APA. From your research, what can you tell us about who becomes a bully? Are there different types of bullies? And if someone is a bully as a child, how likely is it that he or she will continue to bully into adulthood?

Dr. Swearer. If we conceptualize bullying from a social-ecological perspective, there is no way to “profile” a bully. If the conditions in the environment are supportive of bullying, then almost anyone can bully. In fact, the mother of a daughter who committed suicide after being bullied once told me that the girls who bullied her daughter were just “regular kids.” The conditions in their small town and small school were breeding grounds for bullying. My research has also looked at the dynamic between bullying and victimization. In one study, we found that kids who were bullied at home by siblings and/or relatives were more likely to bully at school. So, you can see that the dynamic is complex and crosses all areas in which we all function – in our community, family and schools. We do know that if left untreated, children who learn that bullying is an effective way to get what they want are likely to continue bullying behavior into adulthood. Thus, it is critical to intervene and stop the bullying during the school-age years.

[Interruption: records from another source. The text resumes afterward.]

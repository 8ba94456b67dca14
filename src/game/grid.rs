//! Grid geometry: cells, headings, and the bounded square board.

use rand::Rng;

/// A discrete board coordinate. `y` grows downwards.
#[derive(Clone, Copy, PartialEq, Eq, Hash, Debug)]
pub struct Cell {
    pub x: i32,
    pub y: i32,
}

impl Cell {
    pub const fn new(x: i32, y: i32) -> Self {
        Cell { x, y }
    }

    /// The neighbouring cell one step towards `direction`. May leave the grid.
    pub fn step(self, direction: Direction) -> Self {
        let (dx, dy) = direction.delta();
        Cell::new(self.x + dx, self.y + dy)
    }
}

/// Direction enum for snake movement.
#[derive(PartialEq, Eq, Copy, Clone, Debug)]
pub enum Direction {
    Left,
    Right,
    Up,
    Down,
}

impl Direction {
    /// Returns the opposite direction.
    pub fn opposite(&self) -> Self {
        match self {
            Direction::Left => Direction::Right,
            Direction::Right => Direction::Left,
            Direction::Up => Direction::Down,
            Direction::Down => Direction::Up,
        }
    }

    /// Unit vector in grid coordinates.
    pub fn delta(&self) -> (i32, i32) {
        match self {
            Direction::Left => (-1, 0),
            Direction::Right => (1, 0),
            Direction::Up => (0, -1),
            Direction::Down => (0, 1),
        }
    }
}

/// A square board of `size * size` cells with the origin in the top-left corner.
#[derive(Clone, Copy, PartialEq, Eq, Debug)]
pub struct Grid {
    size: i32,
}

impl Grid {
    pub fn new(size: i32) -> Self {
        Grid { size: size.max(1) }
    }

    pub fn size(&self) -> i32 {
        self.size
    }

    /// Total number of cells on the board.
    pub fn area(&self) -> usize {
        let side = self.size as usize;
        side * side
    }

    pub fn contains(&self, cell: Cell) -> bool {
        (0..self.size).contains(&cell.x) && (0..self.size).contains(&cell.y)
    }

    /// The cell at a row-major `index`, if it lies on the board.
    pub fn cell_at(&self, index: usize) -> Option<Cell> {
        let side = self.size as usize;
        (index < self.area()).then(|| Cell::new((index % side) as i32, (index / side) as i32))
    }

    /// Every cell in row-major order.
    pub fn cells(&self) -> impl Iterator<Item = Cell> + '_ {
        (0..self.area()).filter_map(|i| self.cell_at(i))
    }

    /// A uniformly random in-bounds cell.
    pub fn random_cell<R: Rng + ?Sized>(&self, rng: &mut R) -> Cell {
        Cell::new(rng.random_range(0..self.size), rng.random_range(0..self.size))
    }
}

#[cfg(test)]
mod tests {
    use super::*;
    use crate::game::MAX_GRID_SIZE;
    use rand::SeedableRng;
    use rand::rngs::StdRng;

    #[test]
    fn opposite_is_involution() {
        for d in [Direction::Left, Direction::Right, Direction::Up, Direction::Down] {
            assert_eq!(d.opposite().opposite(), d);
            assert_ne!(d.opposite(), d);
        }
    }

    #[test]
    fn step_follows_screen_axes() {
        let c = Cell::new(6, 9);
        assert_eq!(c.step(Direction::Right), Cell::new(7, 9));
        assert_eq!(c.step(Direction::Left), Cell::new(5, 9));
        assert_eq!(c.step(Direction::Up), Cell::new(6, 8));
        assert_eq!(c.step(Direction::Down), Cell::new(6, 10));
    }

    #[test]
    fn bounds_are_half_open() {
        let grid = Grid::new(25);
        assert!(grid.contains(Cell::new(0, 0)));
        assert!(grid.contains(Cell::new(24, 24)));
        assert!(!grid.contains(Cell::new(25, 3)));
        assert!(!grid.contains(Cell::new(3, -1)));
    }

    #[test]
    fn cells_are_row_major() {
        let grid = Grid::new(5);
        assert_eq!(grid.cell_at(13), Some(Cell::new(3, 2)));
        assert_eq!(grid.cell_at(25), None);
        assert_eq!(grid.cells().count(), 25);
        assert_eq!(grid.cells().nth(5), Some(Cell::new(0, 1)));
    }

    #[test]
    fn area_of_the_largest_board_fits() {
        let grid = Grid::new(MAX_GRID_SIZE);
        assert_eq!(grid.area(), 1 << 20);
        assert_eq!(
            grid.cell_at(grid.area() - 1),
            Some(Cell::new(MAX_GRID_SIZE - 1, MAX_GRID_SIZE - 1))
        );
    }

    #[test]
    fn random_cells_stay_in_bounds() {
        let grid = Grid::new(4);
        let mut rng = StdRng::seed_from_u64(7);
        for _ in 0..500 {
            assert!(grid.contains(grid.random_cell(&mut rng)));
        }
    }
}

APA. How is the growth of social media, such as Facebook and mySpace, affecting bullying?

Dr. Swearer. Technology has definitely impacted bullying. What used to be a face-to-face encounter that occurred in specific locations is now able to occur 24 hours a day, seven days a week. Technology—computers, cell phones and social networking sites — are all conditions that allow bullying to occur. One way to protect our children is to limit and/or monitor their use of this technology. I ask parents, “Would you let your 12-year-old daughter walk alone down a dark alley?” Obviously, the answer is “no.” The follow-up question is, “Then why would you let your 12-year-old daughter be on the computer or be texting unmonitored?” Parents and kids don’t realize the negative side to technology and social networking sites.

APA. Are there any other trends you’re seeing through your research that you’d like the public to know about?

Dr. Swearer. I really want the public to be aware of the link between mental health issues and bullying. As a licensed psychologist in the Child and Adolescent Therapy Clinic at the University of Nebraska – Lincoln, I and my colleagues have seen an increase in referrals for bullying-related behaviors. Whether students are involved as bullies, victims, bully-victims (someone who is bullied and who also bullies others) or bystanders, we know that in many cases, depression and anxiety may be co-occurring problems. I always assess for depression and anxiety when I’m working with youth who are involved in bullying. Bullying is a mental health problem.